**ABOUT THIS TASK**:
Within the material below, count every line with the string "Self". Give no more than the number.

**DATA LISTING**:
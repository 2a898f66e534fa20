use glam::{Quat, Vec3, Vec4};

/// Value types a keyframe track can interpolate.
pub trait Interpolatable: Copy + Clone + Sized {
    fn interpolate_linear(start: Self, end: Self, t: f32) -> Self;

    fn interpolate_cubic(
        v0: Self,
        out_tangent0: Self,
        in_tangent1: Self,
        v1: Self,
        t: f32,
        dt: f32,
    ) -> Self;
}

impl Interpolatable for Vec3 {
    fn interpolate_linear(start: Self, end: Self, t: f32) -> Self {
        start.lerp(end, t)
    }

    fn interpolate_cubic(v0: Self, out_tangent0: Self, in_tangent1: Self, v1: Self, t: f32, dt: f32) -> Self {
        let t2 = t * t;
        let t3 = t2 * t;

        let s2 = -2.0 * t3 + 3.0 * t2;
        let s3 = t3 - t2;
        let s0 = 1.0 - s2;
        let s1 = s3 - t2 + t;

        let m0 = out_tangent0 * dt;
        let m1 = in_tangent1 * dt;

        v0 * s0 + m0 * s1 + v1 * s2 + m1 * s3
    }
}

/// Quaternion samples mix in raw component space, matching the glTF
/// reference sampler: linear interpolation is a component-wise lerp (no
/// shortest-arc correction) and the cubic Hermite runs on the four
/// components directly. Results are intentionally left unnormalized; the
/// rig's blend setter normalizes once when a sample lands in a node.
impl Interpolatable for Quat {
    fn interpolate_linear(start: Self, end: Self, t: f32) -> Self {
        let mixed = Vec4::from(start).lerp(Vec4::from(end), t);
        Quat::from_vec4(mixed)
    }

    fn interpolate_cubic(v0: Self, out_tangent0: Self, in_tangent1: Self, v1: Self, t: f32, dt: f32) -> Self {
        let t2 = t * t;
        let t3 = t2 * t;

        let s2 = -2.0 * t3 + 3.0 * t2;
        let s3 = t3 - t2;
        let s0 = 1.0 - s2;
        let s1 = s3 - t2 + t;

        let v0_v = Vec4::from(v0);
        let v1_v = Vec4::from(v1);
        let m0_v = Vec4::from(out_tangent0) * dt;
        let m1_v = Vec4::from(in_tangent1) * dt;

        let result = v0_v * s0 + m0_v * s1 + v1_v * s2 + m1_v * s3;

        Quat::from_vec4(result)
    }
}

**OUTPUT FOR THIS EXERCISE**:
10